How to backup 20+TB of data?

Solution 1:

You need to take a step back and stop thinking "I've got 20TB on my NAS I need to back up!" and develop a storage strategy that takes into account the nature of your data:

  • Where is it coming from and how much new data are you getting? (you've got this in your question)
  • How is the data used once you have it? Are people editing the pictures? Do you keep the originals and generate edited versions?
  • How long do you need to keep all the data? Are people still making changes to pictures from 2 years ago?

Depending on the answers to the last two questions, you probably need more of a Archiving System than a radically different backup system.

Data that is static (e.g. 2 year old pictures that you retain "just in case") doesn't need to be backed up every night, or even every week, it needs to be archived. What you actually do might be more complex, but conceptually, all the old pictures can be written off to tape (multiple copies!) and not backed up any more.

Based on your comments, some additional thoughts:

  • Since you keep the originals of each shoot untouched and work on a copy, and assuming that at least some of the original pictures are duds, you might be able to cut the amount of data that needs to be backed up in half.

  • If you still can't finish a full backup within whatever window of time you have, a common way to speed things up is to do a disk-to-disk backup first and then later copy the backup set off to tape.

Solution 2:

You have two options:

Option 1:

  1. Buy another NAS
  2. Give your users RO access to the new_NAS
  3. Move all files older than 2 years to new_NAS
  4. Keep backing up old_NAS as usual
  5. Every 6 months move files older than 2 years to new_NAS

Option 2:

  1. Buy another NAS

  2. Run rsync every hour: old_NAS -> new_NAS

    or, better use something like rdiff-backup which does rsync + keeps deltas with file changes (you can restore older versions of the files)

    rdiff-backup  user1@old_NAS::/source-dir    user2@new_NAS::/dest-dir
    
  3. Every 6 months clean old files running something like:

    rdiff-backup --remove-older-than 2Y    old_NAS::/dest-dir
    

Solution 3:

Why do your backups have to complete overnight? Fileserver performance? You might be able to constrain the bandwidth of your backup software to limit impact during the day. Or dedicate an interface on your NAS to talk to the tape drive to limit impact on other traffic.

Can you run full dumps on weekends and only do incrementals during the week? If the problem is changing tapes on the weekend when no one is around, a cheap tape library/autochanger costs a lot less than paying someone to change tapes.

Can you segment your data into multiple groups that are small enough to complete within your backup window?
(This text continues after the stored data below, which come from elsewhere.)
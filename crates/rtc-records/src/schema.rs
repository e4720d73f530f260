//! Import document schema.
//!
//! One document carries everything one import pass needs: the structure
//! mappings, the controller and trigger records they refer to, and the
//! catalogue of model data items the records are resolved against.

use chrono::NaiveDateTime;
use rtc_controls::{ElementSet, QuantityType};
use rtc_core::Interpolation;
use serde::{Deserialize, Serialize};

#[derive(Debug, Clone, Serialize, Deserialize, PartialEq)]
pub struct ImportDocument {
    #[serde(default)]
    pub version: u32,
    #[serde(default)]
    pub structures: Vec<StructureMapping>,
    #[serde(default)]
    pub controllers: Vec<ControllerRecord>,
    #[serde(default)]
    pub triggers: Vec<TriggerRecord>,
    #[serde(default)]
    pub catalogue: Vec<CatalogueEntry>,
}

impl ImportDocument {
    pub fn controller(&self, id: &str) -> Option<&ControllerRecord> {
        self.controllers.iter().find(|c| c.id == id)
    }

    pub fn trigger(&self, id: &str) -> Option<&TriggerRecord> {
        self.triggers.iter().find(|t| t.id == id)
    }
}

/// A structure and the controllers acting on it, in file order.
#[derive(Debug, Clone, Serialize, Deserialize, PartialEq)]
pub struct StructureMapping {
    pub structure_id: String,
    #[serde(default)]
    pub name: String,
    pub kind: StructureKind,
    #[serde(default)]
    pub controller_ids: Vec<String>,
}

#[derive(Debug, Clone, Copy, Serialize, Deserialize, PartialEq, Eq)]
pub enum StructureKind {
    Weir,
    Orifice,
    Culvert,
    Pump,
    GeneralStructure,
}

#[derive(Debug, Clone, Serialize, Deserialize, PartialEq, Eq)]
pub enum ControllerType {
    Time,
    Hydraulic,
    Interval,
    Pid,
    RelativeTime,
    RelativeFromValue,
    #[serde(untagged)]
    Other(String),
}

#[derive(Debug, Clone, Serialize, Deserialize, PartialEq, Eq)]
pub enum ControlledParameter {
    CrestLevel,
    CrestWidth,
    GateHeight,
    PumpCapacity,
    BottomLevel2DGridCell,
    #[serde(untagged)]
    Other(String),
}

#[derive(Debug, Clone, Serialize, Deserialize, PartialEq, Eq)]
pub enum MeasurementParameter {
    WaterLevel,
    Discharge,
    HeadDifference,
    Velocity,
    FlowDirection,
    PressureDifference,
    #[serde(untagged)]
    Other(String),
}

/// Extrapolation requested by a record; a periodic period comes separately.
#[derive(Debug, Clone, Copy, Serialize, Deserialize, PartialEq, Eq, Default)]
pub enum ExtrapolationKind {
    None,
    #[default]
    Constant,
    Linear,
    Periodic,
}

#[derive(Debug, Clone, Copy, Serialize, Deserialize, PartialEq)]
pub struct TimeValueRow {
    pub time: NaiveDateTime,
    pub value: f64,
}

#[derive(Debug, Clone, Copy, Serialize, Deserialize, PartialEq)]
pub struct LookupRow {
    pub argument: f64,
    pub value: f64,
}

/// Reference from a controller to a trigger guarding it.
#[derive(Debug, Clone, Serialize, Deserialize, PartialEq, Eq)]
pub struct TriggerRef {
    pub id: String,
    /// `true`: must hold together with the previous trigger; `false`: closes the clause.
    #[serde(default = "default_true")]
    pub and: bool,
    #[serde(default = "default_true")]
    pub active: bool,
}

fn default_true() -> bool {
    true
}

#[derive(Debug, Clone, Serialize, Deserialize, PartialEq)]
pub struct ControllerRecord {
    pub id: String,
    #[serde(default)]
    pub name: String,
    pub controller_type: ControllerType,
    pub controlled_parameter: ControlledParameter,
    #[serde(default)]
    pub interpolation: Interpolation,
    #[serde(default)]
    pub extrapolation: ExtrapolationKind,
    /// `'D;HH:MM:SS'` or seconds; empty when not periodic.
    #[serde(default)]
    pub extrapolation_period: String,
    #[serde(default, skip_serializing_if = "Option::is_none")]
    pub time_table: Option<Vec<TimeValueRow>>,
    #[serde(default, skip_serializing_if = "Option::is_none")]
    pub lookup_table: Option<Vec<LookupRow>>,
    #[serde(default)]
    pub positive_stream: f64,
    #[serde(default)]
    pub negative_stream: f64,
    #[serde(default)]
    pub minimum_period: i64,
    #[serde(default, skip_serializing_if = "Option::is_none")]
    pub measurement_station_id: Option<String>,
    #[serde(default, skip_serializing_if = "Option::is_none")]
    pub structure_id: Option<String>,
    #[serde(default, skip_serializing_if = "Option::is_none")]
    pub measurement_parameter: Option<MeasurementParameter>,
    #[serde(default, skip_serializing_if = "Option::is_none")]
    pub properties: Option<ControllerProperties>,
    #[serde(default)]
    pub triggers: Vec<TriggerRef>,
}

impl ControllerRecord {
    /// Record with every optional field left empty.
    pub fn new(
        id: impl Into<String>,
        controller_type: ControllerType,
        controlled_parameter: ControlledParameter,
    ) -> Self {
        let id = id.into();
        Self {
            name: id.clone(),
            id,
            controller_type,
            controlled_parameter,
            interpolation: Interpolation::default(),
            extrapolation: ExtrapolationKind::default(),
            extrapolation_period: String::new(),
            time_table: None,
            lookup_table: None,
            positive_stream: 0.0,
            negative_stream: 0.0,
            minimum_period: 0,
            measurement_station_id: None,
            structure_id: None,
            measurement_parameter: None,
            properties: None,
            triggers: Vec::new(),
        }
    }
}

/// Controller-type specific settings.
#[derive(Debug, Clone, Serialize, Deserialize, PartialEq)]
#[serde(tag = "type")]
pub enum ControllerProperties {
    Hydraulic {
        #[serde(default)]
        time_lag: i64,
    },
    Interval(IntervalProperties),
    Pid(PidProperties),
}

#[derive(Debug, Clone, Copy, Serialize, Deserialize, PartialEq, Eq)]
pub enum DeadBandType {
    Fixed,
    PercentageDischarge,
}

#[derive(Debug, Clone, Copy, Serialize, Deserialize, PartialEq, Eq)]
pub enum IntervalType {
    Fixed,
    Variable,
}

#[derive(Debug, Clone, Copy, Serialize, Deserialize, PartialEq, Eq)]
pub enum SetpointType {
    Constant,
    Series,
}

#[derive(Debug, Clone, Serialize, Deserialize, PartialEq)]
pub struct IntervalProperties {
    pub dead_band_min: f64,
    pub dead_band_max: f64,
    pub setting_below: f64,
    pub setting_above: f64,
    pub max_speed: f64,
    pub dead_band_type: DeadBandType,
    #[serde(default)]
    pub dead_band_fixed_size: f64,
    #[serde(default)]
    pub dead_band_percentage: f64,
    pub interval_type: IntervalType,
    #[serde(default)]
    pub fixed_interval: f64,
    pub setpoint_type: SetpointType,
    #[serde(default)]
    pub constant_setpoint: f64,
}

#[derive(Debug, Clone, Serialize, Deserialize, PartialEq)]
pub struct PidProperties {
    pub kp: f64,
    pub ki: f64,
    pub kd: f64,
    pub setting_min: f64,
    pub setting_max: f64,
    pub max_speed: f64,
    #[serde(default)]
    pub initial_value: f64,
    /// Absent means the setpoint comes from the controller's time table.
    #[serde(default, skip_serializing_if = "Option::is_none")]
    pub constant_setpoint: Option<f64>,
}

#[derive(Debug, Clone, Serialize, Deserialize, PartialEq, Eq)]
pub enum TriggerType {
    Time,
    Hydraulic,
    Combined,
    #[serde(untagged)]
    Other(String),
}

/// Measured location and quantity a hydraulic trigger checks.
#[derive(Debug, Clone, Serialize, Deserialize, PartialEq, Eq)]
pub enum TriggerParameter {
    WaterLevelBranchLocation,
    HeadDifferenceStructure,
    DischargeBranchLocation,
    GateHeightStructure,
    CrestLevelStructure,
    CrestWidthStructure,
    WaterlevelRetentionArea,
    PressureDifferenceStructure,
    #[serde(untagged)]
    Other(String),
}

#[derive(Debug, Clone, Copy, Serialize, Deserialize, PartialEq, Eq, Default)]
pub enum CheckOn {
    #[default]
    Value,
    Direction,
}

#[derive(Debug, Clone, Copy, Serialize, Deserialize, PartialEq)]
pub struct TriggerRow {
    pub time: NaiveDateTime,
    /// Time triggers: whether the trigger is on from this time.
    #[serde(default)]
    pub on: bool,
    /// Hydraulic triggers: set means "greater than".
    #[serde(default, alias = "operator_bit")]
    pub greater: bool,
    #[serde(default)]
    pub value: f64,
}

#[derive(Debug, Clone, Serialize, Deserialize, PartialEq)]
pub struct TriggerRecord {
    pub id: String,
    #[serde(default)]
    pub name: String,
    pub trigger_type: TriggerType,
    #[serde(default, skip_serializing_if = "Option::is_none")]
    pub parameter: Option<TriggerParameter>,
    #[serde(default)]
    pub check_on: CheckOn,
    #[serde(default)]
    pub rows: Vec<TriggerRow>,
    #[serde(default)]
    pub periodic_extrapolation_period: String,
    #[serde(default, skip_serializing_if = "Option::is_none")]
    pub measurement_station_id: Option<String>,
    #[serde(default, skip_serializing_if = "Option::is_none")]
    pub structure_id: Option<String>,
}

impl TriggerRecord {
    /// Record with no rows and no location.
    pub fn new(id: impl Into<String>, trigger_type: TriggerType) -> Self {
        let id = id.into();
        Self {
            name: id.clone(),
            id,
            trigger_type,
            parameter: None,
            check_on: CheckOn::default(),
            rows: Vec::new(),
            periodic_extrapolation_period: String::new(),
            measurement_station_id: None,
            structure_id: None,
        }
    }
}

/// One data item the model exposes.
#[derive(Debug, Clone, Serialize, Deserialize, PartialEq)]
pub struct CatalogueEntry {
    pub feature: String,
    pub parameter_name: String,
    pub quantity: QuantityType,
    pub element_set: ElementSet,
    /// Can be read by rules and conditions.
    #[serde(default = "default_true")]
    pub readable: bool,
    /// Can be written by rules.
    #[serde(default)]
    pub controllable: bool,
}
We have about 50TB of data on a our NAS and it takes over a week to get a full dump of the entire thing using 2 tape drives (one volume takes nearly a week itself because it contains many tiny files). What we do is replicate our data to a second NAS. Our secondary NAS is on-site (but in a different datacenter from the primary), so we still spool data off to tape for off-site backup. We run backups from that secondary NAS so backups don't slow anyone down.

If you can colocate your secondary NAS far enough away, then it can be your backup, no tapes needed.